"""
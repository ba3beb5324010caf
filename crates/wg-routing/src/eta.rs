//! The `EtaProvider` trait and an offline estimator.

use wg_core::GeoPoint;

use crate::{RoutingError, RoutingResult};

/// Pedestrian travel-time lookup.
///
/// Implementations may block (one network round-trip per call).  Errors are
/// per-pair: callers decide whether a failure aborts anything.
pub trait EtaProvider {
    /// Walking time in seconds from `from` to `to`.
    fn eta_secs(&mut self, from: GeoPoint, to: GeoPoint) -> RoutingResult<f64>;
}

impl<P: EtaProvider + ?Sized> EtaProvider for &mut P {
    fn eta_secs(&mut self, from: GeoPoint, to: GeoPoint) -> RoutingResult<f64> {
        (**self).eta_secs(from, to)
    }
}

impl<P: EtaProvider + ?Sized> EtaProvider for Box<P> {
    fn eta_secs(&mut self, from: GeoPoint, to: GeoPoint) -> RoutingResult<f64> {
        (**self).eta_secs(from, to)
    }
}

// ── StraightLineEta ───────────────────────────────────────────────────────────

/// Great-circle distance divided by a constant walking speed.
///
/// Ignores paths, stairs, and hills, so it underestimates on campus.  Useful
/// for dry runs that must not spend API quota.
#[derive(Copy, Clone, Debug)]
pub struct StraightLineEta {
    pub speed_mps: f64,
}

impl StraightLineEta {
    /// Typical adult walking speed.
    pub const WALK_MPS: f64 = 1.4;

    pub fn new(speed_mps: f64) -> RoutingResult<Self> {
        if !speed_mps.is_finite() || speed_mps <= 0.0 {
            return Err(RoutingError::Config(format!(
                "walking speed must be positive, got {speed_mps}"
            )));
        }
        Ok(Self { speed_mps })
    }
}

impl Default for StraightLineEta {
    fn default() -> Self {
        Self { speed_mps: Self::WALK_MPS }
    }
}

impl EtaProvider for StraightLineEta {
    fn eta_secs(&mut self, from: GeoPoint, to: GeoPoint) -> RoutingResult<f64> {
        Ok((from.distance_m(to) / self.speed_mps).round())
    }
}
"""
_EXERCISE GOAL_.
Lines before the one containing "impl Default for" are to be left out; that line and every line after it through the end of the data should be copied exactly.

_FINAL ANSWER_.
impl Default for StraightLineEta {
    fn default() -> Self {
        Self { speed_mps: Self::WALK_MPS }
    }
}

impl EtaProvider for StraightLineEta {
    fn eta_secs(&mut self, from: GeoPoint, to: GeoPoint) -> RoutingResult<f64> {
        Ok((from.distance_m(to) / self.speed_mps).round())
    }
}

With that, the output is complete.